Under the latest guidance, anyone in high-transmission areas – virtually any indoor public place – should wear a face-covering regardless of their vaccination status.
Cases and total hospitalizations have risen to their highest levels in months in what Gov. Phil Murphy and many public health experts and officials have frequently called a “pandemic among the unvaccinated.”
Daily cases rose past 1,000 on July 29 for the first time since May 8, and hospitalizations have continued to rise past 400 total COVID-19 patients–the highest since the spring.
The transmission rate, positivity rate among tests, and the number of patients on ventilators and in critical care have all also crept to their highest levels since the spring.
Just over 5.1 million people who live, work or study in New Jersey have been fully vaccinated out of the state’s 9 million residents, with nearly 257,000 of them being children as young as 12.
“It put us just at the edge of potentially being able to deal with this” variant, Murray said of the current vaccination rates. “If the variants are more infectious, that means you have less of a breathing room.”
According to internal documents from the CDC, the delta variant could spread as easily as the chickenpox – across those who are vaccinated, even though the inoculation nonetheless makes the person safer from the adverse health effects of the virus.
But the nationwide poll, which relied on the responses of 804 American adults interviewed by phone between July 21 and 26, showed largely divided reactions to the latest development of the pandemic based on political affiliation.

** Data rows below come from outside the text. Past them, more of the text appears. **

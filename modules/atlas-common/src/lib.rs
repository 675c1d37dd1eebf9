pub mod config;
pub mod error;
pub mod types;

pub use config::Config;
pub use error::AtlasError;
pub use types::*;
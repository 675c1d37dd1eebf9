use std::sync::atomic::{AtomicBool, Ordering};
use std::sync::Arc;

use anyhow::Result;
use clap::Parser;
use tokio::sync::Mutex;
use tracing::{info, warn};
use tracing_subscriber::EnvFilter;

use atlas_common::Config;
use atlas_engine::assembler::WordTarget;
use atlas_engine::budget::BudgetLedger;
use atlas_engine::checkpoint::CheckpointStore;
use atlas_engine::extractor::{DataExtractor, MetricsStore, PgMetricsStore};
use atlas_engine::generator::{ContentGenerator, DEFAULT_SECTIONS};
use atlas_engine::items;
use atlas_engine::orchestrator::BatchOrchestrator;
use atlas_engine::pipeline::ItemPipeline;
use atlas_engine::retry::RetryPolicy;
use atlas_engine::run_log::RunLog;
use atlas_engine::scraper::{
    ContentScraper, HttpFetcher, NoopFetcher, PageFetcher, RenderApiFetcher,
};
use atlas_engine::store::FileArtifactStore;
use model_client::ClaudeModel;

/// Batch generator for authority planning-statistics pages.
#[derive(Parser, Debug)]
#[command(name = "atlas-engine")]
struct Cli {
    /// Cap the number of items admitted this run (smoke testing).
    #[arg(long)]
    limit: Option<usize>,

    /// Override the budget ceiling from the environment, in cents.
    #[arg(long)]
    budget_cents: Option<u64>,

    /// Clear succeeded checkpoints first so every item regenerates.
    #[arg(long)]
    force: bool,
}

#[tokio::main]
async fn main() -> Result<()> {
    tracing_subscriber::fmt()
        .with_env_filter(
            EnvFilter::from_default_env()
                .add_directive("atlas_engine=info".parse()?)
                .add_directive("model_client=info".parse()?),
        )
        .init();

    let cli = Cli::parse();

    info!("Atlas page engine starting...");

    let mut config = Config::from_env();
    if let Some(budget) = cli.budget_cents {
        config.budget_ceiling_cents = budget;
    }
    config.log_redacted();

    let pool = sqlx::postgres::PgPoolOptions::new()
        .max_connections(8)
        .connect(&config.database_url)
        .await?;
    let store: Arc<PgMetricsStore> = Arc::new(PgMetricsStore::new(pool));

    let work_items = items::enumerate(store.as_ref()).await?;

    let checkpoints = Arc::new(CheckpointStore::open(
        std::path::Path::new(&config.data_dir).join("checkpoints"),
    )?);
    if cli.force {
        let cleared = checkpoints.reset_done().await?;
        info!(cleared, "Cleared succeeded checkpoints for forced regeneration");
    }

    // Spend already on the books from interrupted runs counts against the
    // ceiling: a crash is a sunk cost, not a budget reset.
    let prior_spend = checkpoints.recorded_spend().await;
    let ledger = Arc::new(BudgetLedger::with_prior_spend(
        config.budget_ceiling_cents,
        prior_spend,
    ));

    let model = Arc::new(ClaudeModel::new(&config.anthropic_api_key, &config.model));
    let generator = ContentGenerator::new(
        model,
        ledger.clone(),
        checkpoints.clone(),
        RetryPolicy::default(),
        DEFAULT_SECTIONS.iter().map(|s| s.to_string()).collect(),
        config.required_sections.clone(),
    );

    let fallback: Arc<dyn PageFetcher> = if config.render_api_url.is_empty() {
        warn!("RENDER_API_URL not set, complex sites degrade to primary-only scraping");
        Arc::new(NoopFetcher)
    } else {
        Arc::new(RenderApiFetcher::new(
            &config.render_api_url,
            config.render_api_token.as_deref(),
        ))
    };
    let scraper = ContentScraper::new(
        Arc::new(HttpFetcher::new()),
        fallback,
        ledger.clone(),
        RetryPolicy::default(),
    );

    let sink = Arc::new(FileArtifactStore::open(
        std::path::Path::new(&config.data_dir).join("pages"),
        Some(store.clone() as Arc<dyn MetricsStore>),
    )?);

    let run_id = format!(
        "{}-{}",
        chrono::Utc::now().format("%Y%m%dT%H%M%SZ"),
        &uuid::Uuid::new_v4().to_string()[..8]
    );
    let run_log = Arc::new(Mutex::new(RunLog::new(run_id)));

    let pipeline = Arc::new(ItemPipeline::new(
        DataExtractor::new(store),
        scraper,
        generator,
        sink,
        checkpoints.clone(),
        run_log.clone(),
        work_items.clone(),
        WordTarget {
            min: config.min_words,
            max: config.max_words,
        },
    ));

    // Ctrl-C halts admission; in-flight items finish and checkpoints stay
    // consistent for the next resume.
    let cancel = Arc::new(AtomicBool::new(false));
    {
        let cancel = cancel.clone();
        tokio::spawn(async move {
            if tokio::signal::ctrl_c().await.is_ok() {
                warn!("Ctrl-C received, finishing in-flight items then stopping");
                cancel.store(true, Ordering::Relaxed);
            }
        });
    }

    let orchestrator = BatchOrchestrator::new(
        pipeline,
        checkpoints,
        ledger,
        run_log.clone(),
        config.concurrency,
        config.item_estimate_cents,
        cancel,
    );

    let summary = orchestrator.run(&work_items, cli.limit).await?;

    let runs_dir = std::path::Path::new(&config.data_dir).join("runs");
    run_log.lock().await.save(&runs_dir, &summary)?;

    println!("{summary}");
    Ok(())
}
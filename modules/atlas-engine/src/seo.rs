//! SEO metadata derived from the assembled content. Pure; the only
//! degradation is thinner output when inputs are missing.

use serde::{Deserialize, Serialize};

use atlas_common::WorkItem;

use crate::enricher::EnrichedContext;
use crate::generator::GeneratedSection;

const MAX_DESCRIPTION_CHARS: usize = 160;
const MAX_RELATED_LINKS: usize = 5;

#[derive(Debug, Clone, Serialize, Deserialize)]
pub struct RelatedLink {
    pub id: String,
    pub name: String,
}

#[derive(Debug, Clone, Serialize, Deserialize)]
pub struct SeoMetadata {
    pub title: String,
    pub description: String,
    /// schema.org-style block mirroring the key metrics.
    pub structured_data: serde_json::Value,
    pub related: Vec<RelatedLink>,
}

pub fn optimize(
    ctx: &EnrichedContext,
    sections: &[GeneratedSection],
    roster: &[WorkItem],
) -> SeoMetadata {
    let title = format!(
        "{} planning applications: statistics, trends and approval rates",
        ctx.item.name
    );

    let description = sections
        .iter()
        .find(|s| s.name == "overview")
        .map(|s| truncate_words(&s.text, MAX_DESCRIPTION_CHARS))
        .unwrap_or_else(|| {
            format!(
                "{} planning data: {} applications on record, {:.0}% approval rate.",
                ctx.item.name, ctx.metrics.total_applications, ctx.metrics.approval_rate_pct
            )
        });

    let structured_data = serde_json::json!({
        "@context": "https://schema.org",
        "@type": "Dataset",
        "name": title,
        "description": description,
        "variableMeasured": [
            { "name": "totalApplications", "value": ctx.metrics.total_applications },
            { "name": "applicationsLastYear", "value": ctx.metrics.applications_last_year },
            { "name": "approvalRatePct", "value": ctx.metrics.approval_rate_pct },
            { "name": "yoyChangePct", "value": ctx.metrics.yoy_change_pct },
        ],
    });

    SeoMetadata {
        title,
        description,
        structured_data,
        related: related_links(&ctx.item, roster),
    }
}

/// Cross links to authorities sharing a classification tag. Deterministic
/// order: highest estimated volume first, then id.
fn related_links(item: &WorkItem, roster: &[WorkItem]) -> Vec<RelatedLink> {
    let mut candidates: Vec<&WorkItem> = roster
        .iter()
        .filter(|other| other.id != item.id && item.shares_tag(other))
        .collect();
    candidates.sort_by(|a, b| {
        b.estimated_records
            .cmp(&a.estimated_records)
            .then_with(|| a.id.cmp(&b.id))
    });
    candidates
        .into_iter()
        .take(MAX_RELATED_LINKS)
        .map(|other| RelatedLink {
            id: other.id.clone(),
            name: other.name.clone(),
        })
        .collect()
}

/// Cut at the last whole word that fits.
fn truncate_words(text: &str, max_chars: usize) -> String {
    let first_line = text.lines().find(|l| !l.trim().is_empty()).unwrap_or("");
    if first_line.len() <= max_chars {
        return first_line.to_string();
    }
    let mut out = String::new();
    for word in first_line.split_whitespace() {
        if out.len() + word.len() + 1 > max_chars {
            break;
        }
        if !out.is_empty() {
            out.push(' ');
        }
        out.push_str(word);
    }
    out
}
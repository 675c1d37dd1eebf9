//! Per-run JSON timeline of every action taken during a batch run.
//!
//! Each run produces a single `{data_dir}/runs/{run_id}.json` file with an
//! ordered list of events — the operator-facing audit of what was fetched,
//! generated and spent.

use std::path::{Path, PathBuf};

use anyhow::Result;
use chrono::{DateTime, Utc};
use serde::Serialize;
use tracing::info;

use crate::orchestrator::RunSummary;

pub struct RunLog {
    pub run_id: String,
    pub started_at: DateTime<Utc>,
    events: Vec<RunEvent>,
    seq: u32,
}

#[derive(Serialize)]
struct RunEvent {
    seq: u32,
    ts: DateTime<Utc>,
    #[serde(flatten)]
    kind: EventKind,
}

#[derive(Serialize)]
#[serde(tag = "type", rename_all = "snake_case")]
pub enum EventKind {
    ItemStarted {
        item: String,
        attempt: u32,
    },
    ItemSkipped {
        item: String,
    },
    MetricsExtracted {
        item: String,
        total_applications: u64,
    },
    PageScraped {
        item: String,
        strategy: String,
        snippets: u32,
    },
    SectionGenerated {
        item: String,
        section: String,
        words: u32,
        cost_cents: u64,
        attempts: u32,
    },
    ItemSucceeded {
        item: String,
        complete: bool,
        total_words: u32,
        cost_cents: u64,
    },
    ItemFailed {
        item: String,
        reason: String,
    },
    BudgetCheckpoint {
        spent_cents: u64,
        remaining_cents: u64,
    },
}

impl RunLog {
    pub fn new(run_id: String) -> Self {
        Self {
            run_id,
            started_at: Utc::now(),
            events: Vec::new(),
            seq: 0,
        }
    }

    pub fn log(&mut self, kind: EventKind) {
        self.events.push(RunEvent {
            seq: self.seq,
            ts: Utc::now(),
            kind,
        });
        self.seq += 1;
    }

    /// Serialize the run log to JSON and write to disk.
    /// Returns the file path on success.
    pub fn save(&self, dir: &Path, summary: &RunSummary) -> Result<PathBuf> {
        std::fs::create_dir_all(dir)?;
        let path = dir.join(format!("{}.json", self.run_id));

        let output = SerializedRunLog {
            run_id: &self.run_id,
            started_at: self.started_at,
            finished_at: Utc::now(),
            summary,
            events: &self.events,
        };

        std::fs::write(&path, serde_json::to_string_pretty(&output)?)?;
        info!(path = %path.display(), events = self.events.len(), "Run log saved");

        Ok(path)
    }
}

#[derive(Serialize)]
struct SerializedRunLog<'a> {
    run_id: &'a str,
    started_at: DateTime<Utc>,
    finished_at: DateTime<Utc>,
    summary: &'a RunSummary,
    events: &'a [RunEvent],
}
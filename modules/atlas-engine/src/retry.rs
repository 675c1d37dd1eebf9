use std::future::Future;
use std::time::Duration;

use anyhow::Result;
use rand::Rng;
use tracing::warn;

/// Shared retry policy for provider calls. One policy, parameterized per
/// call site, instead of ad hoc loops at each seam.
#[derive(Debug, Clone, Copy)]
pub struct RetryPolicy {
    pub max_attempts: u32,
    pub base_delay: Duration,
    pub max_delay: Duration,
}

impl Default for RetryPolicy {
    fn default() -> Self {
        Self {
            max_attempts: 3,
            base_delay: Duration::from_secs(2),
            max_delay: Duration::from_secs(30),
        }
    }
}

impl RetryPolicy {
    /// Policy with no delays, for tests.
    pub fn immediate(max_attempts: u32) -> Self {
        Self {
            max_attempts,
            base_delay: Duration::ZERO,
            max_delay: Duration::ZERO,
        }
    }

    /// Backoff before retry number `attempt` (0-based): base * 2^attempt,
    /// capped, plus 0-500ms jitter.
    fn delay(&self, attempt: u32) -> Duration {
        let backoff = self
            .base_delay
            .saturating_mul(2u32.saturating_pow(attempt))
            .min(self.max_delay);
        if backoff.is_zero() {
            return backoff;
        }
        backoff + Duration::from_millis(rand::rng().random_range(0..500))
    }

    /// Run `op` until it succeeds or attempts are exhausted. The closure
    /// receives the 0-based attempt number. Returns the value and the
    /// number of attempts consumed.
    pub async fn run<T, F, Fut>(&self, op_name: &str, mut op: F) -> Result<(T, u32)>
    where
        F: FnMut(u32) -> Fut,
        Fut: Future<Output = Result<T>>,
    {
        let mut attempt = 0;
        loop {
            match op(attempt).await {
                Ok(value) => return Ok((value, attempt + 1)),
                Err(e) if attempt + 1 < self.max_attempts => {
                    let backoff = self.delay(attempt);
                    warn!(
                        op = op_name,
                        attempt = attempt + 1,
                        backoff_ms = backoff.as_millis() as u64,
                        error = %e,
                        "Call failed, retrying after backoff"
                    );
                    tokio::time::sleep(backoff).await;
                    attempt += 1;
                }
                Err(e) => return Err(e),
            }
        }
    }
}

#[cfg(test)]
mod tests {
    use super::*;
    use std::sync::atomic::{AtomicU32, Ordering};

    #[tokio::test]
    async fn succeeds_first_try_uses_one_attempt() {
        let policy = RetryPolicy::immediate(3);
        let (value, attempts) = policy
            .run("op", |_| async { Ok::<_, anyhow::Error>(7) })
            .await
            .unwrap();
        assert_eq!(value, 7);
        assert_eq!(attempts, 1);
    }

    #[tokio::test]
    async fn retries_until_success() {
        let policy = RetryPolicy::immediate(3);
        let calls = AtomicU32::new(0);
        let (_, attempts) = policy
            .run("op", |_| {
                let n = calls.fetch_add(1, Ordering::SeqCst);
                async move {
                    if n < 2 {
                        anyhow::bail!("transient");
                    }
                    Ok(())
                }
            })
            .await
            .unwrap();
        assert_eq!(attempts, 3);
    }

    #[tokio::test]
    async fn gives_up_after_max_attempts() {
        let policy = RetryPolicy::immediate(3);
        let calls = AtomicU32::new(0);
        let result: Result<((), u32)> = policy
            .run("op", |_| {
                calls.fetch_add(1, Ordering::SeqCst);
                async { anyhow::bail!("permanent") }
            })
            .await;
        assert!(result.is_err());
        assert_eq!(calls.load(Ordering::SeqCst), 3);
    }

    #[test]
    fn delay_is_capped() {
        let policy = RetryPolicy {
            max_attempts: 10,
            base_delay: Duration::from_secs(2),
            max_delay: Duration::from_secs(30),
        };
        // 2 * 2^8 = 512s uncapped; cap plus jitter stays under 31s
        assert!(policy.delay(8) <= Duration::from_millis(30_500));
    }
}
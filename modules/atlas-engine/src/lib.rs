pub mod assembler;
pub mod budget;
pub mod checkpoint;
pub mod enricher;
pub mod extractor;
pub mod generator;
pub mod items;
pub mod orchestrator;
pub mod pipeline;
pub mod retry;
pub mod run_log;
pub mod scraper;
pub mod seo;
pub mod store;

#[cfg(test)]
pub mod testing;
use std::time::Duration;

use anyhow::{anyhow, Result};
use async_trait::async_trait;
use reqwest::header::{HeaderMap, HeaderValue, CONTENT_TYPE};
use serde::{Deserialize, Serialize};
use tracing::debug;

use crate::traits::{Completion, Prompt, TextModel};

const ANTHROPIC_API_URL: &str = "https://api.anthropic.com/v1";
const ANTHROPIC_VERSION: &str = "2023-06-01";

/// Per-call timeout. Long-form sections can take a while to stream out.
const REQUEST_TIMEOUT: Duration = Duration::from_secs(120);

// =============================================================================
// Wire types (Messages API, text path only)
// =============================================================================

#[derive(Debug, Clone, Serialize)]
struct ChatRequest<'a> {
    model: &'a str,
    max_tokens: u32,
    system: &'a str,
    messages: Vec<WireMessage<'a>>,
}

#[derive(Debug, Clone, Serialize)]
struct WireMessage<'a> {
    role: &'static str,
    content: &'a str,
}

#[derive(Debug, Clone, Deserialize)]
struct ChatResponse {
    content: Vec<ContentBlock>,
    usage: Usage,
}

#[derive(Debug, Clone, Deserialize)]
#[serde(tag = "type")]
enum ContentBlock {
    #[serde(rename = "text")]
    Text { text: String },
    #[serde(other)]
    Other,
}

#[derive(Debug, Clone, Deserialize)]
struct Usage {
    input_tokens: u32,
    output_tokens: u32,
}

impl ChatResponse {
    fn text(&self) -> String {
        self.content
            .iter()
            .filter_map(|block| match block {
                ContentBlock::Text { text } => Some(text.as_str()),
                ContentBlock::Other => None,
            })
            .collect::<Vec<_>>()
            .join("\n")
    }
}

// =============================================================================
// Pricing
// =============================================================================

/// Cents per million tokens, (input, output). Unknown models get Haiku
/// rates; budget enforcement prefers a real number over a zero.
fn rates_for(model: &str) -> (u64, u64) {
    if model.contains("opus") {
        (1500, 7500)
    } else if model.contains("sonnet") {
        (300, 1500)
    } else {
        (100, 500)
    }
}

/// Attributed cost of one call in whole cents, rounded up. Never zero for
/// a call that consumed any tokens.
pub fn cost_cents(model: &str, input_tokens: u32, output_tokens: u32) -> u64 {
    let (in_rate, out_rate) = rates_for(model);
    let micros =
        input_tokens as u128 * in_rate as u128 + output_tokens as u128 * out_rate as u128;
    if micros == 0 {
        return 0;
    }
    micros.div_ceil(1_000_000) as u64
}

// =============================================================================
// Client
// =============================================================================

pub struct ClaudeModel {
    api_key: String,
    model: String,
    http: reqwest::Client,
    base_url: String,
}

impl ClaudeModel {
    pub fn new(api_key: &str, model: &str) -> Self {
        Self {
            api_key: api_key.to_string(),
            model: model.to_string(),
            http: reqwest::Client::builder()
                .timeout(REQUEST_TIMEOUT)
                .build()
                .expect("Failed to build HTTP client"),
            base_url: ANTHROPIC_API_URL.to_string(),
        }
    }

    pub fn with_base_url(mut self, url: &str) -> Self {
        self.base_url = url.trim_end_matches('/').to_string();
        self
    }

    fn headers(&self) -> Result<HeaderMap> {
        let mut headers = HeaderMap::new();
        headers.insert("x-api-key", HeaderValue::from_str(&self.api_key)?);
        headers.insert(
            "anthropic-version",
            HeaderValue::from_static(ANTHROPIC_VERSION),
        );
        headers.insert(CONTENT_TYPE, HeaderValue::from_static("application/json"));
        Ok(headers)
    }
}

#[async_trait]
impl TextModel for ClaudeModel {
    async fn generate(&self, prompt: &Prompt, max_tokens: u32) -> Result<Completion> {
        let url = format!("{}/messages", self.base_url);
        let request = ChatRequest {
            model: &self.model,
            max_tokens,
            system: &prompt.system,
            messages: vec![WireMessage {
                role: "user",
                content: &prompt.user,
            }],
        };

        debug!(model = %self.model, max_tokens, "Claude generate request");

        let response = self
            .http
            .post(&url)
            .headers(self.headers()?)
            .json(&request)
            .send()
            .await?;

        if !response.status().is_success() {
            let status = response.status();
            let error_text = response.text().await?;
            return Err(anyhow!("Claude API error ({}): {}", status, error_text));
        }

        let parsed: ChatResponse = response.json().await?;
        let cost = cost_cents(&self.model, parsed.usage.input_tokens, parsed.usage.output_tokens);

        Ok(Completion {
            text: parsed.text(),
            input_tokens: parsed.usage.input_tokens,
            output_tokens: parsed.usage.output_tokens,
            cost_cents: cost,
        })
    }
}

#[cfg(test)]
mod tests {
    use super::*;

    #[test]
    fn cost_rounds_up_to_whole_cents() {
        // 1000 input + 500 output tokens on Haiku rates: 0.1 + 0.25 cents
        assert_eq!(cost_cents("claude-haiku-4-5-20251001", 1000, 500), 1);
        // Zero-token call costs nothing
        assert_eq!(cost_cents("claude-haiku-4-5-20251001", 0, 0), 0);
    }

    #[test]
    fn sonnet_priced_above_haiku() {
        let haiku = cost_cents("claude-haiku-4-5-20251001", 100_000, 100_000);
        let sonnet = cost_cents("claude-sonnet-4-5", 100_000, 100_000);
        assert!(sonnet > haiku);
    }

    #[test]
    fn response_text_joins_text_blocks_only() {
        let json = r#"{
            "content": [
                {"type": "text", "text": "first"},
                {"type": "thinking", "thinking": "hidden"},
                {"type": "text", "text": "second"}
            ],
            "usage": {"input_tokens": 12, "output_tokens": 34}
        }"#;
        let parsed: ChatResponse = serde_json::from_str(json).unwrap();
        assert_eq!(parsed.text(), "first\nsecond");
        assert_eq!(parsed.usage.input_tokens, 12);
    }
}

And at the state level, Republican former Assemblyman Jack Ciattarelli, who is running for governor, has aggressively courted the “vaccine freedom” voting constituent, arguing that parents should have new means to exempt their school-age children from all manner of immunizations, especially the COVID-19 shot, as well as shots such as measles and mumps.
According to the poll, 92% of Democratic respondents said they’ve already received at least one dose of the vaccine, compared to 51% of Republicans and 59% of independent voters. Among Republicans, 31% said they will “likely never get” the shot.
While demand was high for the vaccine in the winter and spring, that has slowed dramatically both in New Jersey and nationwide.
“The folks that are hesitant and continue to be hesitant can be convinced with better outreach” and “more effective communication,” Murray continued.
Ninety-one percent of Democrats said they were very or somewhat concerned about a new wave because not enough people have gotten vaccinated, compared to 57% of independents and 47% of Republicans.
While 48% of Democrats were concerned that a family member could get COVID-19, just 22% of Republicans shared those fears, compared to 21% of independents.
According to the report, 71% of Democrats were very or somewhat concerned about catching the delta variant, compared to 40% of independents and 30% of Republicans.
Monmouth found that 60% of Democrats felt that the CDC’s messaging about the pandemic has been “largely consistent.” On the other hand, 79% of Republicans and 63% of voters felt the CDC put out “mixed messages.”
The margin of error in the poll was plus or minus 3.5 percentage points.